Abstract
The condom plays a vital part in safe sex, the ideal outcome of mainstream Swedish sex education. As researchers have pointed out, however, the condom is not a neutral object; rather, it plays a part in shaping, in different ways, both sexual practices and the idea of what sex is. This paper focuses on sex education television programmes produced in Sweden from 1998 to 2011, and particularly on the condom's role in maintaining a hierarchy of sexuality that favours heterosexuality and vaginal intercourse. The analysis shows that the condom is presented as self-evident, as always available, and as unique in the protection it provides against sexually transmitted infections (STIs). Through over-simplified messages, such as ‘the condom is appropriate on all occasions’, the coital imperative is sustained and practices that do not include a penis are excluded from concepts of ‘sex’. From a safer sex perspective, this approach leaves unanswered questions about protection during other sexual practices, in particular from STIs such as herpes, for which no prevention strategies are presented. From a wider perspective, the sole focus on condoms, with its specific emphasis on the penis and penetration, runs contrary to the inclusive agenda of contemporary Swedish sex education.
Acknowledgements
This work was supported by the Swedish Research Council under grant 2011-5850. The author wishes to thank Anna Bredström, Jenny Bengtsson and Eva Reimers for valuable comments and support.
Disclosure statement
No potential conflict of interest was reported by the author.
Notes
1. Swedish universities differ in how much, if any, sex education they include in teacher education. Some universities provide optional courses and additional training for those who want it. The Swedish National Agency for Education supports such initiatives and organises conferences and courses in collaboration with universities, offering teachers the opportunity to achieve adequate education in the field, but there is a major lack of concordance and continuity.

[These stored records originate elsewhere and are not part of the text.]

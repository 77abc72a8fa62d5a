// Licensed under the Apache License, Version 2.0 (the "License");
// you may not use this file except in compliance with the License.
// You may obtain a copy of the License at
//
//     http://www.apache.org/licenses/LICENSE-2.0
//
// Unless required by applicable law or agreed to in writing, software
// distributed under the License is distributed on an "AS IS" BASIS,
// WITHOUT WARRANTIES OR CONDITIONS OF ANY KIND, either express or implied.
// See the License for the specific language governing permissions and
// limitations under the License.

use super::{BranchRule, Cliques, Enumerator, Roots, Search};
use crate::config::Algorithm;
use crate::graph::{Graph, Vertex};

/// Branch on every candidate, in candidate order.
///
/// No pivot is computed. The level is cut short only when some excluded
/// vertex neighbors every candidate, since every clique below would then be
/// extendable by it.
#[derive(Clone, Copy, Debug, Default)]
pub(crate) struct AllCandidates;

impl BranchRule for AllCandidates {
    fn branches(
        &self,
        graph: &Graph,
        candidates: &[Vertex],
        excluded: &[Vertex],
        out: &mut Vec<Vertex>,
    ) {
        out.clear();
        let dominated = excluded
            .iter()
            .any(|&x| candidates.iter().all(|&w| graph.adjacent(x, w)));
        if !dominated {
            out.extend_from_slice(candidates);
        }
    }
}

/// Bron-Kerbosch without pivoting, walking neighbor lists directly.
///
/// Cheaper per level than [`Tomita`](super::Tomita) and competitive on
/// sparse graphs where a pivot rarely prunes much.
#[derive(Clone, Copy, Debug, Default)]
pub struct AdjacencyList;

impl Enumerator for AdjacencyList {
    fn algorithm(&self) -> Algorithm {
        Algorithm::AdjList
    }

    fn stream<'g>(&self, graph: &'g Graph) -> Cliques<'g> {
        Cliques::new(Box::new(Search::new(
            graph,
            AllCandidates,
            Roots::whole(graph),
        )))
    }
}

#[cfg(test)]
mod tests {
    use super::*;

    #[test]
    fn branches_on_every_candidate() {
        let graph = Graph::from_edges(3, &[(0, 1), (1, 2)]).unwrap();
        let mut out = Vec::new();
        AllCandidates.branches(&graph, &[0, 1, 2], &[], &mut out);
        assert_eq!(out, vec![0, 1, 2]);
    }

    #[test]
    fn dominated_level_is_skipped() {
        let graph = Graph::from_edges(3, &[(0, 1), (0, 2), (1, 2)]).unwrap();
        let mut out = vec![7];
        AllCandidates.branches(&graph, &[1, 2], &[0], &mut out);
        assert!(out.is_empty());
    }

    #[test]
    fn path_emits_edges_in_vertex_order() {
        let graph = Graph::from_edges(4, &[(0, 1), (1, 2), (2, 3)]).unwrap();
        assert_eq!(
            AdjacencyList.find_all(&graph),
            vec![vec![0, 1], vec![1, 2], vec![2, 3]]
        );
    }

    #[test]
    fn complete_graph_is_one_clique() {
        let n = 40;
        let edges: Vec<(usize, usize)> = (0..n)
            .flat_map(|u| ((u + 1)..n).map(move |v| (u, v)))
            .collect();
        let graph = Graph::from_edges(n, &edges).unwrap();
        assert_eq!(AdjacencyList.find_all(&graph), vec![(0..n).collect::<Vec<_>>()]);
    }
}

2. The lower secondary school curriculum in 1994–2011 included reference to sexuality in biology and to a lesser degree in the social sciences syllabi. In the new curriculum from 2011, sexuality and other related concepts (for instance gender and identity) are given more emphasis and have been included to some extent in other subjects such as arts and physical education.
3. With the exception of ‘Highlights’, the 2009 Ramp episodes are not subtitled.
4. Translations of Sex on the Map are taken from the English-subtitled version.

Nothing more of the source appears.